TASK STATEMENT
Your output should be the lines from the start of the data through the line containing "match exec_block(&program.stmts, env)?", exactly and nothing more.

INFORMATION
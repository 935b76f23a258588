//! Interpreter for compiled validator programs.
//!
//! Evaluation is step-bounded: every node costs one step and exhausting
//! the quota aborts the run. The environment is read-only except for the
//! `ctx` accumulator table; function calls resolve against a fixed
//! allow-list keyed by dotted path.

use std::cmp::Ordering;
use std::collections::HashMap;

use super::expr::{BinOp, Expr, Program, Stmt, UnOp};
use crate::value::{self, Table, Value};

#[derive(Debug, Clone, PartialEq)]
pub enum EvalError {
    Quota,
    Runtime(String),
}

impl EvalError {
    fn runtime(msg: impl Into<String>) -> Self {
        EvalError::Runtime(msg.into())
    }
}

pub struct Env<'a> {
    /// Scope variables: `self`, `rows`, `files`, `rowIndex`, `fileName`,
    /// `packageId`. Never mutated by expressions.
    pub vars: &'a HashMap<String, Value>,
    /// The writable accumulator, shared across validators in one scope run.
    pub ctx: &'a mut Value,
    steps: usize,
}

impl<'a> Env<'a> {
    pub fn new(vars: &'a HashMap<String, Value>, ctx: &'a mut Value, quota: usize) -> Self {
        Self { vars, ctx, steps: quota }
    }

    fn step(&mut self) -> Result<(), EvalError> {
        if self.steps == 0 {
            return Err(EvalError::Quota);
        }
        self.steps -= 1;
        Ok(())
    }
}

enum Flow {
    Normal(Value),
    Return(Value),
}

/// Run a program to its result value: an explicit `return`, or the value
/// of the last bare expression statement.
pub fn run(program: &Program, env: &mut Env<'_>) -> Result<Value, EvalError> {
    match exec_block(&program.stmts, env)? {
        Flow::Return(v) | Flow::Normal(v) => Ok(v),
    }
}

fn exec_block(stmts: &[Stmt], env: &mut Env<'_>) -> Result<Flow, EvalError> {
    let mut last = Value::Nil;
    for stmt in stmts {
        match exec_stmt(stmt, env)? {
            Flow::Return(v) => return Ok(Flow::Return(v)),
            Flow::Normal(v) => last = v,
        }
    }
    Ok(Flow::Normal(last))
}

fn exec_stmt(stmt: &Stmt, env: &mut Env<'_>) -> Result<Flow, EvalError> {
    env.step()?;
    match stmt {
        Stmt::Return(expr) => {
            let v = match expr {
                Some(e) => eval(e, env)?,
                None => Value::Nil,
            };
            Ok(Flow::Return(v))
        }
        Stmt::Expr(expr) => Ok(Flow::Normal(eval(expr, env)?)),
        Stmt::Assign(target, rhs) => {
            let v = eval(rhs, env)?;
            assign(target, v, env)?;
            Ok(Flow::Normal(Value::Nil))
        }
        Stmt::If { arms, else_body } => {
            for (cond, body) in arms {
                if eval(cond, env)?.truthy() {
                    return exec_block(body, env);
                }
            }
            match else_body {
                Some(body) => exec_block(body, env),
                None => Ok(Flow::Normal(Value::Nil)),
            }
        }
    }
}

/// Only paths rooted at `ctx` are writable.
fn assign(target: &Expr, v: Value, env: &mut Env<'_>) -> Result<(), EvalError> {
    // Collect the index path down to the root identifier.
    let mut keys: Vec<Value> = Vec::new();
    let mut cursor = target;
    loop {
        match cursor {
            Expr::Ident(name) => {
                if name != "ctx" {
                    return Err(EvalError::runtime(format!("'{name}' is read-only")));
                }
                break;
            }
            Expr::Index(base, key) => {
                keys.push(eval_key(key, env)?);
                cursor = base;
            }
            _ => return Err(EvalError::runtime("bad assignment target")),
        }
    }
    keys.reverse();
    if keys.is_empty() {
        return Err(EvalError::runtime("cannot replace ctx itself"));
    }
    if !matches!(&*env.ctx, Value::Table(_)) {
        *env.ctx = Value::Table(Table::new());
    }
    let mut slot: &mut Value = &mut *env.ctx;
    for key in &keys[..keys.len() - 1] {
        let table = match slot {
            Value::Table(t) => t,
            _ => return Err(EvalError::runtime("indexing a non-table in ctx")),
        };
        if table.get(key).is_none() {
            table.set(key.clone(), Value::Table(Table::new()));
        }
        let idx = table
            .entries
            .iter()
            .position(|(k, _)| value::compare(k, key) == Ordering::Equal)
            .ok_or_else(|| EvalError::runtime("indexing a non-table in ctx"))?;
        slot = &mut table.entries[idx].1;
    }
    let table = match slot {
        Value::Table(t) => t,
        _ => return Err(EvalError::runtime("indexing a non-table in ctx")),
    };
    let last = keys.last().cloned().unwrap_or(Value::Nil);
    table.set(last, v);
    Ok(())
}

fn eval_key(key: &Expr, env: &mut Env<'_>) -> Result<Value, EvalError> {
    let k = eval(key, env)?;
    if matches!(k, Value::Nil) {
        return Err(EvalError::runtime("nil index"));
    }
    Ok(k)
}

fn eval(expr: &Expr, env: &mut Env<'_>) -> Result<Value, EvalError> {
    env.step()?;
    match expr {
        Expr::Literal(v) => Ok(v.clone()),
        Expr::Ident(name) => {
            if name == "ctx" {
                return Ok(env.ctx.clone());
            }
            match env.vars.get(name) {
                Some(v) => Ok(v.clone()),
                None => Ok(Value::Nil),
            }
        }
        Expr::Index(base, key) => {
            let b = eval(base, env)?;
            let k = eval(key, env)?;
            match (&b, &k) {
                (Value::Table(t), _) => {
                    if let Value::Int(i) = k {
                        // 1-based positional access reaches the seq part.
                        if i >= 1 && (i as usize) <= t.seq.len() {
                            return Ok(t.seq[i as usize - 1].clone());
                        }
                    }
                    Ok(t.get(&k).cloned().unwrap_or(Value::Nil))
                }
                (Value::Nil, _) => Err(EvalError::runtime("indexing a nil value")),
                _ => Err(EvalError::runtime("indexing a non-table value")),
            }
        }
        Expr::Call(callee, args) => {
            let Some(path) = call_path(callee) else {
                return Err(EvalError::runtime("only named functions can be called"));
            };
            let mut evaluated = Vec::with_capacity(args.len());
            for a in args {
                evaluated.push(eval(a, env)?);
            }
            call_builtin(&path, &evaluated)
        }
        Expr::Unary(op, inner) => {
            let v = eval(inner, env)?;
            match op {
                UnOp::Not => Ok(Value::Bool(!v.truthy())),
                UnOp::Neg => match v {
                    Value::Int(i) => Ok(Value::Int(-i)),
                    Value::Float(f) => Ok(Value::Float(-f)),
                    _ => Err(EvalError::runtime("negating a non-number")),
                },
            }
        }
        Expr::Binary(op, lhs, rhs) => eval_binary(*op, lhs, rhs, env),
        Expr::TableCtor(items) => {
            let mut t = Table::new();
            for (key, value_expr) in items {
                let v = eval(value_expr, env)?;
                match key {
                    Some(k) => {
                        let k = eval_key(k, env)?;
                        t.set(k, v);
                    }
                    None => t.seq.push(v),
                }
            }
            Ok(Value::Table(t))
        }
    }
}
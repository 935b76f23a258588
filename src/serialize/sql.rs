//! SQL literal backend.
//!
//! Strings single-quote with `'` doubled and backslashes doubled; null
//! bytes are stripped before quoting. Booleans emit `1`/`0`, nil emits
//! `NULL`. Nested tables go through a pluggable sub-serializer and the
//! resulting text is quoted like a string.

use super::{check_depth, to_canonical, to_typed_json, SerError};
use crate::value::{to_plain_number, Value};

/// How a nested table is rendered before being quoted into the literal.
#[derive(Debug, Clone, Copy, Default, PartialEq, Eq, strum_macros::Display, strum_macros::EnumString)]
#[strum(serialize_all = "snake_case")]
pub enum TableSql {
    #[default]
    Canonical,
    TypedJson,
}

impl TableSql {
    fn render(&self, v: &Value) -> Result<String, SerError> {
        match self {
            TableSql::Canonical => to_canonical(v),
            TableSql::TypedJson => to_typed_json(v),
        }
    }
}

pub fn to_sql_literal(v: &Value, table_sql: TableSql) -> Result<String, SerError> {
    check_depth(1)?;
    Ok(match v {
        Value::Nil => "NULL".to_string(),
        Value::Bool(true) => "1".to_string(),
        Value::Bool(false) => "0".to_string(),
        Value::Int(_) | Value::Float(_) => to_plain_number(v),
        Value::Str(s) => quote_sql(s),
        Value::Table(_) => quote_sql(&table_sql.render(v)?),
    })
}

fn quote_sql(s: &str) -> String {
    let mut out = String::with_capacity(s.len() + 2);
    out.push('\'');
    for c in s.chars() {
        match c {
            // Null bytes are stripped rather than escaped.
            '\0' => {}
            '\'' => out.push_str("''"),
            '\\' => out.push_str("\\\\"),
            other => out.push(other),
        }
    }
    out.push('\'');
    out
}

EXERCISE OUTPUT
repository 935b76f23a258588
//! Interpreter for compiled validator programs.
//!
//! Evaluation is step-bounded: every node costs one step and exhausting
//! the quota aborts the run. The environment is read-only except for the
//! `ctx` accumulator table; function calls resolve against a fixed
//! allow-list keyed by dotted path.

use std::cmp::Ordering;
use std::collections::HashMap;

use super::expr::{BinOp, Expr, Program, Stmt, UnOp};
use crate::value::{self, Table, Value};

#[derive(Debug, Clone, PartialEq)]
pub enum EvalError {
    Quota,
    Runtime(String),
}

impl EvalError {
    fn runtime(msg: impl Into<String>) -> Self {
        EvalError::Runtime(msg.into())
    }
}

pub struct Env<'a> {
    /// Scope variables: `self`, `rows`, `files`, `rowIndex`, `fileName`,
    /// `packageId`. Never mutated by expressions.
    pub vars: &'a HashMap<String, Value>,
    /// The writable accumulator, shared across validators in one scope run.
    pub ctx: &'a mut Value,
    steps: usize,
}

impl<'a> Env<'a> {
    pub fn new(vars: &'a HashMap<String, Value>, ctx: &'a mut Value, quota: usize) -> Self {
        Self { vars, ctx, steps: quota }
    }

    fn step(&mut self) -> Result<(), EvalError> {
        if self.steps == 0 {
            return Err(EvalError::Quota);
        }
        self.steps -= 1;
        Ok(())
    }
}

enum Flow {
    Normal(Value),
    Return(Value),
}

/// Run a program to its result value: an explicit `return`, or the value
/// of the last bare expression statement.
pub fn run(program: &Program, env: &mut Env<'_>) -> Result<Value, EvalError> {
    match exec_block(&program.stmts, env)? {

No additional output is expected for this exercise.